Lesniak made his Aalborg BK debut, coming on as a second-half substitute for Magnus Christensen, in a 4-1 loss against SønderjyskE in the second game of the season.

On 12 July 2019, he was loaned out to Silkeborg IF until the end of the season.

===Wisła Płock===
On 29 July 2020, he joined Polish club Wisła Płock.
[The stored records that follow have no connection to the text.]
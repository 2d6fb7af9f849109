//! Reactor configuration

use std::collections::HashMap;
use std::path::{Path, PathBuf};
use std::time::Duration;

use serde::{Deserialize, Serialize};

use crate::error::{ReactorError, Result};

/// Default scratch buffer capacity for reads from the child
pub const DEFAULT_READ_BUFFER_SIZE: usize = 0xffff;

/// Largest accepted scratch buffer capacity
pub const MAX_READ_BUFFER_SIZE: usize = 16 * 1024 * 1024;

/// Default delay before a graceful exit escalates to SIGKILL
const DEFAULT_KILL_ESCALATION_MS: u64 = 5000;

/// Default sleep between liveness probes while reaping
const DEFAULT_REAP_INTERVAL_MS: u64 = 1;

/// Default cap on a single readiness wait while the child is alive
const DEFAULT_EXIT_POLL_INTERVAL_MS: u64 = 50;

/// Configuration for a [`Reactor`](crate::Reactor)
#[derive(Debug, Clone, PartialEq, Eq, Serialize, Deserialize)]
#[serde(default)]
pub struct ReactorConfig {
    /// Capacity of the single read buffer shared by all reads
    pub read_buffer_size: usize,
    /// Escalate to SIGKILL this long after a graceful exit signal (None = wait forever)
    pub kill_escalation_ms: Option<u64>,
    /// Sleep between liveness probes while reaping the child
    pub reap_interval_ms: u64,
    /// Upper bound on one readiness wait while the child is alive
    pub exit_poll_interval_ms: u64,
    /// Working directory for the child (None = inherit)
    pub working_dir: Option<PathBuf>,
    /// Extra environment variables for the child
    pub env: HashMap<String, String>,
    /// Send the child's stderr to /dev/null instead of inheriting it
    pub discard_stderr: bool,
}

impl Default for ReactorConfig {
    fn default() -> Self {
        Self {
            read_buffer_size: DEFAULT_READ_BUFFER_SIZE,
            kill_escalation_ms: Some(DEFAULT_KILL_ESCALATION_MS),
            reap_interval_ms: DEFAULT_REAP_INTERVAL_MS,
            exit_poll_interval_ms: DEFAULT_EXIT_POLL_INTERVAL_MS,
            working_dir: None,
            env: HashMap::new(),
            discard_stderr: false,
        }
    }
}

impl ReactorConfig {
    /// Create configuration with defaults
    pub fn new() -> Self {
        Self::default()
    }

    /// Parse configuration from a TOML document
    pub fn from_toml_str(source: &str) -> Result<Self> {
        let config: ReactorConfig =
            toml::from_str(source).map_err(|e| ReactorError::Config(e.to_string()))?;
        config.validate()?;
        Ok(config)
    }

    /// Load configuration from a TOML file
    pub fn load(path: impl AsRef<Path>) -> Result<Self> {
        let path = path.as_ref();
        let source = std::fs::read_to_string(path).map_err(|e| {
            ReactorError::Config(format!("cannot read {}: {}", path.display(), e))
        })?;
        Self::from_toml_str(&source)
    }

    /// Serialize configuration to TOML
    pub fn to_toml_string(&self) -> Result<String> {
        toml::to_string(self).map_err(|e| ReactorError::Config(e.to_string()))
    }

    /// Validate value ranges
    pub fn validate(&self) -> Result<()> {
        if self.read_buffer_size == 0 {
            return Err(ReactorError::Config(
                "read_buffer_size must be greater than 0".to_string(),
            ));
        }
        if self.read_buffer_size > MAX_READ_BUFFER_SIZE {
            return Err(ReactorError::Config(format!(
                "read_buffer_size must not exceed {} bytes",
                MAX_READ_BUFFER_SIZE
            )));
        }
        if self.exit_poll_interval_ms == 0 {
            return Err(ReactorError::Config(
                "exit_poll_interval_ms must be greater than 0".to_string(),
            ));
        }
        if self.exit_poll_interval_ms > u64::from(u16::MAX) {
            return Err(ReactorError::Config(format!(
                "exit_poll_interval_ms must not exceed {}",
                u16::MAX
            )));
        }
        Ok(())
    }

    /// Set read buffer capacity
    pub fn read_buffer_size(mut self, size: usize) -> Self {
        self.read_buffer_size = size;
        self
    }

    /// Set SIGKILL escalation delay (None = never escalate)
    pub fn kill_escalation(mut self, delay: Option<Duration>) -> Self {
        self.kill_escalation_ms = delay.map(duration_to_ms);
        self
    }

    /// Set reaper probe interval
    pub fn reap_interval(mut self, interval: Duration) -> Self {
        self.reap_interval_ms = duration_to_ms(interval);
        self
    }

    /// Set exit poll interval
    pub fn exit_poll_interval(mut self, interval: Duration) -> Self {
        self.exit_poll_interval_ms = duration_to_ms(interval);
        self
    }

    /// Set working directory
    pub fn working_dir(mut self, dir: impl Into<PathBuf>) -> Self {
        self.working_dir = Some(dir.into());
        self
    }

    /// Add environment variable
    pub fn env(mut self, key: impl Into<String>, value: impl Into<String>) -> Self {
        self.env.insert(key.into(), value.into());
        self
    }

    /// Enable/disable stderr discard
    pub fn discard_stderr(mut self, discard: bool) -> Self {
        self.discard_stderr = discard;
        self
    }

    pub(crate) fn kill_escalation_delay(&self) -> Option<Duration> {
        self.kill_escalation_ms.map(Duration::from_millis)
    }

    pub(crate) fn reap_interval_duration(&self) -> Duration {
        Duration::from_millis(self.reap_interval_ms)
    }

    pub(crate) fn exit_poll_duration(&self) -> Duration {
        Duration::from_millis(self.exit_poll_interval_ms)
    }
}

fn duration_to_ms(duration: Duration) -> u64 {
    u64::try_from(duration.as_millis()).unwrap_or(u64::MAX)
}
On 6 February 2024, he left Wisła by mutual consent.

===Telavi===
On 15 February 2024, Erovnuli Liga club Telavi announced the signing of eleven new players, including Lesniak.

===Spartak Varna===
In July 2024, he signed a contract with newly promoted Bulgarian First League club Spartak Varna.

===Kolding IF===
On transfer deadline day, September 1, 2025, Estrada transferred to the Danish 1st Division club Kolding IF. The club did not disclose the duration of the contract.

==International career==
Lesinak represented Slovakia U17, having played in UEFA European Under-17 Championship and FIFA U-17 World Cup, and Slovakia U19.
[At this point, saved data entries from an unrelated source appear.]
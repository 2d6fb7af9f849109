//! Single scratch buffer shared by every read of a reactor
//!
//! At most one chunk is in flight: while a chunk is being delivered to the
//! handler, `acquire` reports no space and the read is deferred until the
//! chunk is released. This is the only backpressure in the reactor.

/// Fixed-capacity read buffer with a re-entrancy guard
#[derive(Debug)]
pub(crate) struct ReadBuffer {
    data: Box<[u8]>,
    reading: bool,
}

impl ReadBuffer {
    pub(crate) fn new(capacity: usize) -> Self {
        Self {
            data: vec![0u8; capacity].into_boxed_slice(),
            reading: false,
        }
    }

    pub(crate) fn capacity(&self) -> usize {
        self.data.len()
    }

    /// Hand out the whole buffer, or `None` while a chunk is outstanding
    pub(crate) fn acquire(&mut self) -> Option<&mut [u8]> {
        if self.reading {
            return None;
        }
        self.reading = true;
        Some(&mut self.data)
    }

    /// View of the first `len` bytes of the outstanding chunk
    pub(crate) fn chunk(&self, len: usize) -> &[u8] {
        &self.data[..len.min(self.data.len())]
    }

    pub(crate) fn release(&mut self) {
        self.reading = false;
    }
}
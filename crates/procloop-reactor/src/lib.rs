//! # procloop-reactor
//!
//! **Purpose**: Synchronous process I/O reactor: spawn one child, talk to it
//! over its stdin/stdout, and get control back when there is nothing more to
//! do or the run times out.
//!
//! ## Features
//!
//! - **Spawn**: one child per reactor, stdin and stdout piped, stderr inherited
//! - **Send**: buffered, non-blocking writes; the caller's bytes are copied
//! - **Run**: bounded event loop delivering stdout chunks to a handler, with
//!   an optional one-shot timeout
//! - **Backpressure**: a single read buffer, never more than one chunk in flight
//! - **Sticky errors**: end of stream and read failures are recorded once and
//!   refuse further runs
//! - **Teardown**: SIGTERM (or SIGKILL) with escalation, ordered handle close,
//!   and zombie reaping; also performed on drop
//!
//! ## Usage
//!
//! ```rust,no_run
//! use std::time::Duration;
//! use procloop_reactor::{Reactor, RunOutcome};
//!
//! # fn main() -> Result<(), Box<dyn std::error::Error>> {
//! let mut reactor = Reactor::new();
//! reactor.spawn(["cat"])?;
//! reactor.send(b"ping")?;
//!
//! let mut received = Vec::new();
//! let outcome = reactor.run(
//!     |control, chunk| {
//!         received.extend_from_slice(chunk);
//!         if received.len() >= 4 {
//!             control.stop();
//!         }
//!     },
//!     Some(Duration::from_secs(5)),
//! )?;
//! assert_eq!(outcome, RunOutcome::Stopped);
//!
//! reactor.exit(false)?;
//! # Ok(())
//! # }
//! ```

pub mod config;
pub mod error;
pub mod reaper;

#[cfg(unix)]
mod buffer;
#[cfg(unix)]
mod event_loop;
#[cfg(unix)]
mod handles;
#[cfg(unix)]
mod pipe;
#[cfg(unix)]
mod reactor;
#[cfg(unix)]
mod timer;
#[cfg(unix)]
mod write;

pub use config::ReactorConfig;
pub use error::{ReactorError, Result, StreamFault};
pub use reaper::{reap, reap_with_interval};

#[cfg(unix)]
pub use reactor::{Control, Reactor, ReactorState, RunOutcome};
In March 2016, Lesinak was called up by Slovakia U21 and made his debut, in a 4–0 win over Estonia U21.

==Career statistics==

Appearances and goals by club, season and competition
| Club | Season | League |  |  | National Cup |  | Other |  | Total |  |
| Division | Apps | Goals | Apps | Goals | Apps | Goals | Apps | Goals |
| Tottenham Hotspur | 2016–17 | Premier League | 1 | 0 | 0 | 0 | 0 | 0 | 1 | 0 |
| Slovan Liberec (loan) | 2016–17 | Fortuna Liga | 1 | 0 | 1 | 0 | 1 | 0 | 3 | 0 |
| AaB | 2017–18 | Superligaen | 31 | 1 | 3 | 0 | 0 | 0 | 34 | 1 |
| 2018–19 | Superligaen | 8 | 0 | 2 | 0 | 0 | 0 | 10 | 0 |
| Total |  | 39 | 1 | 5 | 0 | 0 | 0 | 44 | 1 |
| Silkeborg | 2019–20 | Superligaen | 32 | 0 | 4 | 1 | — |  | 36 | 1 |
| Wisła Płock | 2020–21 | Ekstraklasa | 26 | 1 | 2 | 0 | — |  | 28 | 1 |
| 2021–22 | Ekstraklasa | 26 | 1 | 1 | 0 | — |  | 27 | 1 |
| 2022–23 | Ekstraklasa | 29 | 0 | 2 | 0 | — |  | 31 | 0 |
| 2023–24 | I liga | 12 | 0 | 1 | 0 | — |  | 13 | 0 |
| Total |  | 93 | 2 | 4 | 0 | – |  | 97 | 2 |
| Telavi | 2024 | Erovnuli Liga | 13 | 0 | 0 | 0 | — |  | 13 | 0 |
| Career total |  |  | 231 | 3 | 16 | 1 | 1 | 0 | 251 | 4 |

==Personal life==
Lesniak' grandfather, Ján Kozák, was a national player. He has 55 caps for Czechoslovakia and was also head coach of Slovakia. His uncle is Ján Kozák jr.